In its first year, Austin-Healey entered two lightly tuned 100s in the Le Mans 24-Hour Race, where they placed 12th and 14th overall, a remarkable achievement for an all-new marque. Austin-Healey’s reputation as a maker of sports-cars to rival the very best was established, and the answer to sports-car enthusiasts’ prayers was granted when the factory began offering a Le Mans tuning kit for fitment by owners and dealers.
The BN1 was superseded by the BN2 in 1955. Besides certain engine upgrades, the most significant improvement was the four-speed gearbox, replacing the three-speed unit of the earlier cars, but some 670 BN2s were built at the factory to Le Mans specification and designated the 100M. However, a small number of late-production BN1s were also sent from Longbridge to the Donald Healey Motor Co. to be upgraded, and then returned to Longbridge for despatch to dealerships.
The bolt-on kit consisted of an 8.1 to one compression ratio, two 13/4” SU H6 carburettors, with an aluminium inlet manifold and carburettor cold air box, high-lift camshaft, stronger valve springs, a distributor with an alternative ignition advance curve and a louvred bonnet. With the kit fitted, the BN1’s power was increased from 90 to 100 bhp.

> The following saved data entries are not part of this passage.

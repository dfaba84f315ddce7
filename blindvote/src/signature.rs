use crate::*;

use base64::engine::general_purpose::STANDARD as BASE64;
use base64::Engine as _;
use rsa::traits::PublicKeyParts;
use rsa::Pkcs1v15Sign;
use sha2::{Digest, Sha256};
use std::fmt;

/// A cryptographic signature, transmitted as base64.
///
/// The same representation carries two interpretations: a classical
/// PKCS#1 v1.5 RSA signature over the SHA-256 of a message (`verify_raw`),
/// and an unpadded blind RSA signature over a full-domain hash
/// (`verify_blind`). DID ECDSA signatures on signature requests reuse the
/// container with DER bytes inside.
#[derive(Debug, Clone, PartialEq, Eq)]
pub struct Signature(Vec<u8>);

impl Signature {
    /// Create a new Signature from a base64 encoded item, as we would get
    /// in a PUT or POST request.
    pub fn new(base64_sig: &[u8]) -> Result<Signature, Error> {
        Ok(Signature(BASE64.decode(base64_sig)?))
    }

    pub fn bytes(&self) -> &[u8] {
        &self.0
    }

    /// Verify a classical PKCS#1 v1.5 signature over the SHA-256 of the
    /// given message.
    pub fn verify_raw(&self, public_key: &PublicKey, message: &[u8]) -> Result<(), Error> {
        let key = public_key.crypto_key()?;
        if self.0.len() != key.size() {
            return Err(Error::SignatureWrongSize);
        }
        let digest = Sha256::digest(message);
        key.verify(Pkcs1v15Sign::new::<Sha256>(), &digest, &self.0)?;
        Ok(())
    }

    /// Verify an unblinded blind signature over the given message. The
    /// message is hashed with a full-domain hash of half the key length;
    /// no padding is involved.
    pub fn verify_blind(&self, public_key: &PublicKey, message: &[u8]) -> Result<(), Error> {
        let key = public_key.crypto_key()?;
        let hashed = full_domain_hash(key.n().bits() / 2, message);
        verify_blind_signature(&key, &hashed, &self.0)
    }

    /// Strip the blinding factor from a blind signature returned by the
    /// signing authority.
    pub fn unblind(&self, public_key: &PublicKey, unblinder: &[u8]) -> Result<Signature, Error> {
        let key = public_key.crypto_key()?;
        if self.0.len() != key.size() {
            return Err(Error::SignatureWrongSize);
        }
        Ok(Signature(unblind(&key, &self.0, unblinder)))
    }
}

impl From<Vec<u8>> for Signature {
    fn from(bytes: Vec<u8>) -> Self {
        Signature(bytes)
    }
}

impl fmt::Display for Signature {
    fn fmt(&self, f: &mut fmt::Formatter) -> fmt::Result {
        write!(f, "{}", BASE64.encode(&self.0))
    }
}

/// Verify the signed-request headers that authenticate request-level
/// actions: a base64 public key and a base64 signature over the ASCII
/// concatenation `METHOD SP REQUEST-URI`. Returns the authenticated key.
pub fn verify_signed_request(
    public_key_b64: &[u8],
    signature_b64: &[u8],
    method: &str,
    uri: &str,
) -> Result<PublicKey, Error> {
    let public_key =
        PublicKey::with_min_length(public_key_b64, ABSOLUTE_MIN_PUBLIC_KEY_SIZE)?;
    let signature = Signature::new(signature_b64)?;

    let signed = format!("{} {}", method, uri);
    signature
        .verify_raw(&public_key, signed.as_bytes())
        .map_err(|_| Error::RequestHeadersBadSig)?;

    Ok(public_key)
}

#[cfg(test)]
mod tests {
    use super::*;

    #[test]
    fn raw_sign_and_verify() {
        let key = PrivateKey::generate(2048).unwrap();
        let public = key.public_key().unwrap();

        let sig = key.sign_raw(b"PUT /vote/gov-2024/abc").unwrap();
        sig.verify_raw(&public, b"PUT /vote/gov-2024/abc").unwrap();
        assert!(sig.verify_raw(&public, b"PUT /vote/gov-2024/xyz").is_err());
    }

    #[test]
    fn signed_request_headers() {
        let key = PrivateKey::generate(2048).unwrap();
        let public = key.public_key().unwrap();

        let sig = key.sign_raw(b"DELETE /vote/gov-2024/abc").unwrap();
        let authed = verify_signed_request(
            public.to_string().as_bytes(),
            sig.to_string().as_bytes(),
            "DELETE",
            "/vote/gov-2024/abc",
        )
        .unwrap();
        assert_eq!(authed, public);

        assert!(matches!(
            verify_signed_request(
                public.to_string().as_bytes(),
                sig.to_string().as_bytes(),
                "DELETE",
                "/vote/gov-2024/other",
            ),
            Err(Error::RequestHeadersBadSig)
        ));
    }
}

This Austin-Healey 100, chassis no. BN1 223802, is a particularly interesting example. As a very late BN1, it sports a Le Mans tuning kit and a BN2 four-speed gearbox, both of which are understood to have been factory-fitted when new, making it, in effect, a kind of prototype 100M. Although the Le Mans kits were mainly sold to owners of BN1s to be retro-fitted, BN1 223802 features a bend in the shroud bracket to clear the cool air box, which is a hallmark of factory fitment, among other details.
Since well over half the Austin-Healeys of the mid-1950s were being exported to America, where they were especially popular with SCCA racers, 223802 is also noteworthy for being an original right-hand drive model. Having left the Longbridge factory on 8th February, 1955, painted Ice Blue and Old English White, it was intended for export to Australia.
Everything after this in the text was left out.